Staircase and Hounsfield Unit
The density of the tissues is expressed by a grayscale built on the basis of the units (or numbers) of Hounsfield (UH), so-called in honor of the inventor of the TC. The Hounsfield unit or TC number is a dimensionless value proportional to the density of the fabric. The UH refer to the density of the water, which by convention is equal to 0. Above and below this value, the densities of the different tissues of living matter are located. Most soft tissues and organic liquids have a density between +100 and -100 UH. In the CT exams, we speak of density, the organs and tissues may be hyperdense, hypodense, or isodense in relation to another organ or tissue or the reference density of water.
Computed Tomography (CT) imaging
Based on its attenuation profile, each voxel is assigned a Hounsfield number. This number represents the average attenuation of the corresponding volume of tissue examined. Subsequently, each voxel, with its number in UH, is assigned to the image matrix, which is usually formed by 512 x 512 pixels. So, at the end of the process, each pixel of the matrix corresponds to a Hounsfield number. The chromatic depth is usually 8 bits (256 gray levels), and the grayscale is similar to the radiographic one, greater attenuation = white; less attenuation = black. Even in CT images, as in radiographic ones, there is a certain amount of "noise." The noise in TC can be distinguished in” quantum noise" And" electronic noise. "
The noise quantum, as for the radiographic examination, is the expression of the probabilistic nature of the interaction of ionizing radiation with matter. Its incidence is, however, lower than in the X-ray examination.
The electronic noise, however, is due to the approximation of the calculation procedures that govern the reconstruction of the images.

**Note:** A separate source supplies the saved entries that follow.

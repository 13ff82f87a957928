/*
 * Copyright (C) 2024 Clownvin <123clownvin@gmail.com>
 *
 * This file is part of Flashquiz.
 *
 * Flashquiz is free software: you can redistribute it and/or modify
 * it under the terms of the GNU General Public License as published by
 * the Free Software Foundation, either version 3 of the License, or
 * (at your option) any later version.
 *
 * Flashquiz is distributed in the hope that it will be useful,
 * but WITHOUT ANY WARRANTY; without even the implied warranty of
 * MERCHANTABILITY or FITNESS FOR A PARTICULAR PURPOSE.  See the
 * GNU General Public License for more details.
 *
 * You should have received a copy of the GNU General Public License
 * along with Flashquiz.  If not, see <http://www.gnu.org/licenses/>.
 */

use rand::Rng;

use crate::{
    deck::{Deck, Flashcard},
    scores::{Persist, UserRecord},
    selector,
};

pub const NAME_PROMPT: &str = "Enter your name: ";
pub const ANSWER_PROMPT: &str = "Your answer: ";
pub const CONTINUE_PROMPT: &str = "Press Enter to continue...";
pub const CORRECT_MESSAGE: &str = "Correct!";

const CURSOR: char = '|';

#[derive(Clone, Copy, PartialEq, Eq, Debug)]
pub enum Input {
    Char(char),
    Backspace,
    Submit,
    Continue,
    Quit,
}

#[derive(Clone, Copy, PartialEq, Eq, Debug)]
pub enum Outcome {
    Continue,
    Quit,
}

#[derive(Clone, PartialEq, Eq, Debug)]
pub enum Mode<'a> {
    NameEntry {
        buffer: String,
    },
    Question {
        current: &'a Flashcard,
        buffer: String,
    },
    Feedback {
        current: &'a Flashcard,
        message: String,
        correct: bool,
    },
}

///What the current mode wants on screen.
#[derive(Clone, PartialEq, Eq, Debug)]
pub enum View<'s> {
    NameEntry {
        prompt: &'static str,
        input: String,
    },
    Question {
        question: &'s str,
        prompt: &'static str,
        input: String,
    },
    Feedback {
        question: &'s str,
        message: &'s str,
        positive: bool,
        prompt: &'static str,
    },
}

///Answers graded during this run only.
#[derive(Clone, Copy, PartialEq, Eq, Debug, Default)]
pub struct SessionStats {
    pub correct: usize,
    pub wrong: usize,
}

impl SessionStats {
    pub fn answered(&self) -> usize {
        self.correct + self.wrong
    }
}

///A single player's run through a deck. Owns the score record and saves it
///through `store` after every graded answer.
pub struct Session<'a, R, S> {
    deck: &'a Deck,
    record: UserRecord,
    store: S,
    rng: R,
    mode: Mode<'a>,
    user: Option<String>,
    stats: SessionStats,
}

impl<'a, R, S> Session<'a, R, S>
where
    R: Rng,
    S: Persist,
{
    pub fn new(deck: &'a Deck, record: UserRecord, store: S, rng: R) -> Self {
        Self {
            deck,
            record,
            store,
            rng,
            mode: Mode::NameEntry {
                buffer: String::new(),
            },
            user: None,
            stats: SessionStats::default(),
        }
    }

    pub fn handle(&mut self, input: Input) -> Outcome {
        if input == Input::Quit {
            tracing::info!(answered = self.stats.answered(), "Quitting session");
            return Outcome::Quit;
        }

        match &mut self.mode {
            Mode::NameEntry { buffer } => match input {
                Input::Char(c) => buffer.push(c),
                Input::Backspace => {
                    buffer.pop();
                }
                Input::Submit => {
                    let name = buffer.trim().to_owned();
                    if !name.is_empty() {
                        self.commit_user(name);
                    }
                }
                Input::Continue | Input::Quit => {}
            },
            Mode::Question { current, buffer } => match input {
                Input::Char(c) => buffer.push(c),
                Input::Backspace => {
                    buffer.pop();
                }
                Input::Submit => {
                    let current = *current;
                    let answer = std::mem::take(buffer);
                    self.grade(current, &answer);
                }
                Input::Continue | Input::Quit => {}
            },
            Mode::Feedback { .. } => match input {
                Input::Submit | Input::Continue => self.next_question(),
                Input::Char(_) | Input::Backspace | Input::Quit => {}
            },
        }

        Outcome::Continue
    }

    fn commit_user(&mut self, name: String) {
        let tallies = self.record.ensure_user(&name, self.deck);
        tracing::info!(user = %name, questions = tallies.len(), "User entered");

        self.user = Some(name);
        self.next_question();
    }

    fn grade(&mut self, card: &'a Flashcard, answer: &str) {
        let correct = card.accepts(answer);

        if let Some(user) = self.user.as_deref() {
            let tally = self.record.tally_mut(user, &card.question);
            if correct {
                tally.correct = tally.correct.saturating_add(1);
            } else {
                tally.wrong = tally.wrong.saturating_add(1);
            }
            tracing::info!(
                user,
                question = %card.question,
                correct,
                total_correct = tally.correct,
                total_wrong = tally.wrong,
                "Answer graded"
            );
        }

        let message = if correct {
            self.stats.correct += 1;
            CORRECT_MESSAGE.to_owned()
        } else {
            self.stats.wrong += 1;
            format!("Incorrect! The correct answer was: {}", card.answer)
        };

        if let Err(err) = self.store.save(&self.record) {
            tracing::error!(%err, "Unable to save scores");
        }

        self.mode = Mode::Feedback {
            current: card,
            message,
            correct,
        };
    }

    fn next_question(&mut self) {
        let Some(user) = self.user.as_deref() else {
            return;
        };

        let deck = self.deck;
        let picked = match self.record.tallies(user) {
            Some(tallies) => selector::pick(deck, tallies, &mut self.rng),
            None => selector::pick(deck, &Default::default(), &mut self.rng),
        };

        match picked.and_then(|index| deck.get(index)) {
            Some(current) => {
                self.mode = Mode::Question {
                    current,
                    buffer: String::new(),
                }
            }
            None => tracing::error!("Unable to pick a question from the deck"),
        }
    }

    pub fn view(&self) -> View<'_> {
        match &self.mode {
            Mode::NameEntry { buffer } => View::NameEntry {
                prompt: NAME_PROMPT,
                input: with_cursor(buffer),
            },
            Mode::Question { current, buffer } => View::Question {
                question: &current.question,
                prompt: ANSWER_PROMPT,
                input: with_cursor(buffer),
            },
            Mode::Feedback {
                current,
                message,
                correct,
            } => View::Feedback {
                question: &current.question,
                message,
                positive: *correct,
                prompt: CONTINUE_PROMPT,
            },
        }
    }

    pub fn mode(&self) -> &Mode<'a> {
        &self.mode
    }

    pub fn awaiting_continue(&self) -> bool {
        matches!(self.mode, Mode::Feedback { .. })
    }

    pub fn user(&self) -> Option<&str> {
        self.user.as_deref()
    }

    pub fn record(&self) -> &UserRecord {
        &self.record
    }

    pub fn stats(&self) -> SessionStats {
        self.stats
    }

    pub fn into_parts(self) -> (UserRecord, S, SessionStats) {
        (self.record, self.store, self.stats)
    }
}

fn with_cursor(buffer: &str) -> String {
    let mut input = String::with_capacity(buffer.len() + 1);
    input.push_str(buffer);
    input.push(CURSOR);
    input
}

It is important to underline that "behind" the chromatic variations of a CT image, there are and remain numbers, numbers that can be read at any moment, and that can give objective quantitative information on the density of the considered fabric. For this reason, a series of operations are possible on the CT images, after data acquisition, which goes under the name of post-processing (variations of the grays represented, linear, angular, density measurements, planar, 3D reconstructions, etc.).
The display mode of the CT images can be varied and adjusted in such a way as to enhance or suppress information present in the images themselves. It is thus possible to discriminate even small density differences (up to 0.5%) and represent them with different gray levels. This results in a higher contrast resolution than the RX exam.
Axial scans and planar reconstructions
The CT exam provides tomographic images. These are usually axial, that is, they cut the median sagittal axis perpendicularly. They, as we said, eliminate the problem of overlap between the various anatomical structures considered. The sequential evaluation of the axial images of a study allows us to have an overall picture of the anatomical district investigated.
The series of axial images can be reconstructed in order to obtain images along different anatomical planes (sagittal, dorsal, oblique, or even curved) (MPR = Multi Planar Reformation).
3D reconstructions
In addition to planar reconstructions, many post-processing software allows obtaining 3D reconstructions. There are several reconstruction protocols. The most used ones are Maximum Intensity Projection (MIP), Volume Rendering (VR), and Surface Rendering (SR). 3D reconstructions for virtual endoscopies and, for the heart, 4D is possible with the most modern CT devices because they include time.